Mariya Sergeyevna Shorets (Russian Мария Сергеевна Шорец, born 9 August 1990, in Saint Petersburg) is a Russian professional triathlete, Russian U23 Champion of the year 2011, bronze medalist in the Elite ranking, and a member of the National Team.

On 30 December 2010, the title Master of Sports (International Class) () was conferred upon two Saint Petersburg based triathletes, Shorets and Olga Dmitrieva.

In 2010, Shorets represented the club Triathlon SC Riederau in the German circuit Bundesliga.

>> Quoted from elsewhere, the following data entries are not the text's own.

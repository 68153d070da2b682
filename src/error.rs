use thiserror::Error;

use crate::validation::ValidationError;

/// Errors produced by console operations.
///
/// `Validation` never reaches the network and stays with the form that raised
/// it; everything else crosses the services boundary and is flattened to the
/// owning collection's `error` string after being logged.
#[derive(Error, Debug)]
pub enum ApiError {
    #[error("{0}")]
    Validation(#[from] ValidationError),

    #[error("{0}")]
    Transport(String),

    #[error("{0}")]
    Unauthorized(String),

    #[error("{0}")]
    Remote(String),
}

impl ApiError {
    /// True for client-side precondition failures that were never dispatched.
    pub fn is_validation(&self) -> bool {
        matches!(self, ApiError::Validation(_))
    }

    /// True when the backend reported the session invalid or the role
    /// insufficient. Services react by invalidating the session guard.
    pub fn is_unauthorized(&self) -> bool {
        matches!(self, ApiError::Unauthorized(_))
    }
}
use super::ApiClient;
use crate::error::ApiError;
use crate::models::User;

impl ApiClient {
    /// `GET /admin/users` — the full user directory.
    pub async fn fetch_users(&self) -> Result<Vec<User>, ApiError> {
        self.execute(self.get("/admin/users"), "Failed to fetch users")
            .await
    }

    /// `DELETE /admin/users/{id}`.
    pub async fn delete_user(&self, id: &str) -> Result<(), ApiError> {
        self.execute_empty(
            self.delete(&format!("/admin/users/{id}")),
            "Failed to delete user",
        )
        .await
    }
}
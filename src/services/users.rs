use crate::api::ApiClient;
use crate::error::ApiError;
use crate::models::User;
use crate::session::SessionGuard;
use crate::store::Store;

/// Moderation operations over the user directory.
#[derive(Clone)]
pub struct UserDirectory {
    api: ApiClient,
    session: SessionGuard,
    store: Store<User>,
}

impl UserDirectory {
    pub fn new(api: ApiClient, session: SessionGuard) -> Self {
        Self {
            api,
            session,
            store: Store::new("users"),
        }
    }

    pub fn store(&self) -> &Store<User> {
        &self.store
    }

    pub async fn fetch_all(&self) -> Result<(), ApiError> {
        let api = self.api.clone();
        let result = self
            .store
            .refresh(|| async move { api.fetch_users().await })
            .await;
        super::intercept_auth(&self.session, result).await
    }

    pub async fn delete(&self, id: &str) -> Result<(), ApiError> {
        let api = self.api.clone();
        let owned = id.to_string();
        let result = self
            .store
            .apply_remove(id, || async move { api.delete_user(&owned).await })
            .await;
        super::intercept_auth(&self.session, result).await
    }
}
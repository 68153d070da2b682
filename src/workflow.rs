use serde::{Deserialize, Serialize};

use crate::models::{Transaction, TransactionStatus};
use crate::validation::{sanitize_string, validate_rejection_note, ValidationError};

/// Minimal mutation payload for a status transition.
///
/// Server-computed and immutable fields (amount, payment type, creation time,
/// the embedded submitter) are deliberately absent so a stale client copy can
/// never overwrite them.
#[derive(Debug, Clone, PartialEq, Serialize, Deserialize)]
#[serde(rename_all = "camelCase")]
pub struct TransactionStatusPatch {
    pub transaction_user_id: String,
    pub status: TransactionStatus,
    pub user_account_number: String,
    pub user_account_holder_name: String,
    #[serde(default, skip_serializing_if = "Option::is_none")]
    pub rejection_note: Option<String>,
}

/// Transitions the review workflow offers from a given status.
///
/// `pending` is the entry state; once a transaction leaves it there is no way
/// back through this workflow.
pub fn offered_transitions(current: TransactionStatus) -> &'static [TransactionStatus] {
    match current {
        TransactionStatus::Pending => &[TransactionStatus::Received, TransactionStatus::Rejected],
        TransactionStatus::Received | TransactionStatus::Rejected => &[],
    }
}

/// Validates a proposed transition and builds the outgoing payload.
///
/// Rejecting requires a non-empty note; any other target status drops the
/// note from the payload entirely, even when one was supplied. Fails before
/// any network call is made.
pub fn build_status_patch(
    tx: &Transaction,
    proposed: TransactionStatus,
    rejection_note: Option<&str>,
) -> Result<TransactionStatusPatch, ValidationError> {
    let rejection_note = match proposed {
        TransactionStatus::Rejected => {
            let note = sanitize_string(rejection_note.unwrap_or_default());
            validate_rejection_note(&note)?;
            Some(note)
        }
        _ => None,
    };

    Ok(TransactionStatusPatch {
        transaction_user_id: tx.transaction_user_id.clone(),
        status: proposed,
        user_account_number: tx.user_account_number.clone(),
        user_account_holder_name: tx.user_account_holder_name.clone(),
        rejection_note,
    })
}
use dotenvy::dotenv;
use std::env;
use url::Url;

const DEFAULT_BASE_URL: &str = "http://localhost:5000";
const DEFAULT_TIMEOUT_SECS: u64 = 30;

#[derive(Debug, Clone)]
pub struct Config {
    pub api_base_url: String,
    pub request_timeout_secs: u64,
}

impl Config {
    pub fn from_env() -> anyhow::Result<Self> {
        dotenv().ok(); // Load .env file if present

        let api_base_url =
            env::var("API_BASE_URL").unwrap_or_else(|_| DEFAULT_BASE_URL.to_string());
        Url::parse(&api_base_url)?;

        let request_timeout_secs = match env::var("REQUEST_TIMEOUT_SECS") {
            Ok(raw) => raw.parse()?,
            Err(_) => DEFAULT_TIMEOUT_SECS,
        };

        Ok(Config {
            api_base_url,
            request_timeout_secs,
        })
    }

    /// Config for a known backend, used by tests and embedders that already
    /// resolved their endpoint.
    pub fn new(api_base_url: impl Into<String>) -> Self {
        Config {
            api_base_url: api_base_url.into(),
            request_timeout_secs: DEFAULT_TIMEOUT_SECS,
        }
    }
}
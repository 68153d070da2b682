use super::ApiClient;
use crate::error::ApiError;
use crate::models::Transaction;
use crate::workflow::TransactionStatusPatch;

impl ApiClient {
    /// `GET /transactions` — the full collection, submitter embedded.
    pub async fn fetch_transactions(&self) -> Result<Vec<Transaction>, ApiError> {
        self.execute(self.get("/transactions"), "Failed to fetch transactions")
            .await
    }

    /// `PATCH /transactions/{id}` with the minimal status payload.
    pub async fn update_transaction(
        &self,
        id: &str,
        patch: &TransactionStatusPatch,
    ) -> Result<Transaction, ApiError> {
        self.execute(
            self.patch(&format!("/transactions/{id}")).json(patch),
            "Failed to update transaction",
        )
        .await
    }
}
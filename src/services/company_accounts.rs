use crate::api::{ApiClient, CompanyAccountInput};
use crate::error::ApiError;
use crate::filter::active_company_accounts;
use crate::models::CompanyAccount;
use crate::session::SessionGuard;
use crate::store::Store;

/// CRUD over the company payout/receiving accounts.
#[derive(Clone)]
pub struct CompanyAccountService {
    api: ApiClient,
    session: SessionGuard,
    store: Store<CompanyAccount>,
}

impl CompanyAccountService {
    pub fn new(api: ApiClient, session: SessionGuard) -> Self {
        Self {
            api,
            session,
            store: Store::new("company_accounts"),
        }
    }

    pub fn store(&self) -> &Store<CompanyAccount> {
        &self.store
    }

    /// Accounts the console actually lists: retired payment types are hidden.
    pub async fn visible(&self) -> Vec<CompanyAccount> {
        active_company_accounts(&self.store.data().await)
    }

    pub async fn fetch_all(&self) -> Result<(), ApiError> {
        let api = self.api.clone();
        let result = self
            .store
            .refresh(|| async move { api.fetch_company_accounts().await })
            .await;
        super::intercept_auth(&self.session, result).await
    }

    pub async fn create(&self, input: &CompanyAccountInput) -> Result<CompanyAccount, ApiError> {
        input.validate()?;

        let api = self.api.clone();
        let input = input.clone();
        let result = self
            .store
            .apply_create(|| async move { api.create_company_account(&input).await })
            .await;
        super::intercept_auth(&self.session, result).await
    }

    /// Full-replacement update; the caller closes its editor only on success.
    pub async fn update(
        &self,
        id: &str,
        input: &CompanyAccountInput,
    ) -> Result<CompanyAccount, ApiError> {
        input.validate()?;

        let api = self.api.clone();
        let input = input.clone();
        let id = id.to_string();
        let result = self
            .store
            .apply_update(|| async move { api.update_company_account(&id, &input).await })
            .await;
        super::intercept_auth(&self.session, result).await
    }

    pub async fn delete(&self, id: &str) -> Result<(), ApiError> {
        let api = self.api.clone();
        let owned = id.to_string();
        let result = self
            .store
            .apply_remove(id, || async move { api.delete_company_account(&owned).await })
            .await;
        super::intercept_auth(&self.session, result).await
    }
}
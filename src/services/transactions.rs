use crate::api::ApiClient;
use crate::error::ApiError;
use crate::models::{Transaction, TransactionStatus};
use crate::session::SessionGuard;
use crate::store::Store;
use crate::workflow;

/// Review operations over the transaction collection.
#[derive(Clone)]
pub struct TransactionService {
    api: ApiClient,
    session: SessionGuard,
    store: Store<Transaction>,
}

impl TransactionService {
    pub fn new(api: ApiClient, session: SessionGuard) -> Self {
        Self {
            api,
            session,
            store: Store::new("transactions"),
        }
    }

    /// The cache backing the transaction list view.
    pub fn store(&self) -> &Store<Transaction> {
        &self.store
    }

    pub async fn fetch_all(&self) -> Result<(), ApiError> {
        let api = self.api.clone();
        let result = self
            .store
            .refresh(|| async move { api.fetch_transactions().await })
            .await;
        super::intercept_auth(&self.session, result).await
    }

    /// Validates and submits a status transition for one transaction.
    ///
    /// `tx` carries the reviewer's edits to the mutable fields (bank
    /// reference, account number, holder name); everything else in it is
    /// ignored when the payload is built. On success the updated record is
    /// already in the cache and the caller may close its editor; on failure
    /// the cache data is untouched and the editor should stay open.
    pub async fn submit_transition(
        &self,
        tx: &Transaction,
        proposed: TransactionStatus,
        rejection_note: Option<&str>,
    ) -> Result<Transaction, ApiError> {
        let patch = workflow::build_status_patch(tx, proposed, rejection_note)?;

        let api = self.api.clone();
        let id = tx.id.clone();
        let result = self
            .store
            .apply_update(|| async move { api.update_transaction(&id, &patch).await })
            .await;
        super::intercept_auth(&self.session, result).await
    }
}
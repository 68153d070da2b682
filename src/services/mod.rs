pub mod company_accounts;
pub mod transactions;
pub mod users;

pub use company_accounts::CompanyAccountService;
pub use transactions::TransactionService;
pub use users::UserDirectory;

use crate::error::ApiError;
use crate::session::SessionGuard;

/// Backend-rejected credentials end the session for every view, not just the
/// one that made the call.
pub(crate) async fn intercept_auth<T>(
    session: &SessionGuard,
    result: Result<T, ApiError>,
) -> Result<T, ApiError> {
    if let Err(err) = &result {
        if err.is_unauthorized() {
            session.invalidate().await;
        }
    }
    result
}
//! Retrieval service client.
//!
//! One bounded-timeout call per request, no retry, no fallback evidence.
//! Any transport, status, or decode failure surfaces as
//! `AppError::Retrieval` and aborts the pipeline.

use async_trait::async_trait;
use citegate_core::{AppError, AppResult};
use serde::{Deserialize, Serialize};
use std::time::Duration;

use crate::types::Hit;

/// Hard upper bound on a retrieval call.
pub const RETRIEVAL_TIMEOUT: Duration = Duration::from_secs(30);

/// Wire request for the retrieval service's search endpoint.
#[derive(Debug, Serialize)]
struct SearchRequest<'a> {
    query: &'a str,
    k: usize,
}

/// Wire response from the retrieval service.
#[derive(Debug, Deserialize)]
struct SearchResponse {
    #[serde(default)]
    hits: Vec<Hit>,
}

/// Trait for retrieval backends.
///
/// Abstracts the retrieval service behind a request/response contract so the
/// pipeline can be exercised against deterministic implementations in tests.
#[async_trait]
pub trait Retriever: Send + Sync {
    /// Fetch up to `k` ranked hits for a query.
    async fn search(&self, query: &str, k: usize) -> AppResult<Vec<Hit>>;
}

/// HTTP retrieval client.
pub struct HttpRetriever {
    base_url: String,
    client: reqwest::Client,
}

impl HttpRetriever {
    /// Create a client for a retrieval service base URL.
    pub fn new(base_url: impl Into<String>) -> AppResult<Self> {
        let client = reqwest::Client::builder()
            .timeout(RETRIEVAL_TIMEOUT)
            .build()
            .map_err(|e| AppError::Retrieval(format!("Failed to build HTTP client: {}", e)))?;

        Ok(Self {
            base_url: base_url.into(),
            client,
        })
    }
}

#[async_trait]
impl Retriever for HttpRetriever {
    async fn search(&self, query: &str, k: usize) -> AppResult<Vec<Hit>> {
        let url = format!("{}/search", self.base_url);
        tracing::debug!(url = %url, k = k, "Calling retrieval service");

        let response = self
            .client
            .post(&url)
            .json(&SearchRequest { query, k })
            .send()
            .await
            .map_err(|e| AppError::Retrieval(format!("Request to retriever failed: {}", e)))?;

        if !response.status().is_success() {
            let status = response.status();
            let body = response
                .text()
                .await
                .unwrap_or_else(|_| "Unknown error".to_string());
            return Err(AppError::Retrieval(format!(
                "Retriever returned {}: {}",
                status, body
            )));
        }

        let parsed: SearchResponse = response
            .json()
            .await
            .map_err(|e| AppError::Retrieval(format!("Failed to parse retriever response: {}", e)))?;

        tracing::debug!(hits = parsed.hits.len(), "Retrieval complete");
        Ok(parsed.hits)
    }
}

#[cfg(test)]
mod tests {
    use super::*;

    #[test]
    fn test_search_request_wire_shape() {
        let request = SearchRequest {
            query: "how do I deploy?",
            k: 4,
        };
        let json = serde_json::to_value(&request).unwrap();
        assert_eq!(json["query"], "how do I deploy?");
        assert_eq!(json["k"], 4);
    }

    #[test]
    fn test_search_response_parses_hits() {
        let raw = r#"{"hits": [{"text": "hello", "meta": {"doc_id": "A", "section": "intro"}}]}"#;
        let parsed: SearchResponse = serde_json::from_str(raw).unwrap();
        assert_eq!(parsed.hits.len(), 1);
        assert_eq!(parsed.hits[0].label(), "A#intro");
    }

    #[test]
    fn test_search_response_defaults_to_empty_hits() {
        let parsed: SearchResponse = serde_json::from_str("{}").unwrap();
        assert!(parsed.hits.is_empty());
    }

    #[test]
    fn test_client_creation() {
        assert!(HttpRetriever::new("http://localhost:8001").is_ok());
    }
}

In 2011, Shorets is also a member of the French elite club TOCC (Triathlon Olympique Club Cessonais), like many other foreign guest stars (e.g. Zsófia Kovács, Zsófia Tóth, Aileen Morrison and Non Stanford) and could take part in the prestigious French Club Championship Series Lyonnaise des Eaux. At the two first triathlons of the 2011 circuit, however, Shorets was not among the five triathletes nominated by TOCC.

Like Natalia Shliakhtenko, Mariya Shorets lives in Saint Petersburg, attends a High Performance Sports School for future Olympians (Государственное образовательное учреждение среднего профессионального образования "Санкт-Петербургское училище олимпийского резерва № 1", г. Санкт-Петербург) and represents the club or rather nationwide sports association Dynamo (Динамо).

ITU Competitions 
In the five years from 2006 to 2010, Shorets took part in 13 ITU competitions and achieved 9 top ten positions.
The following list is based upon the official ITU rankings and the ITU Athletes's Profile Page.
Unless indicated otherwise, the following events are triathlons (Olympic Distance) and refer to the Elite category.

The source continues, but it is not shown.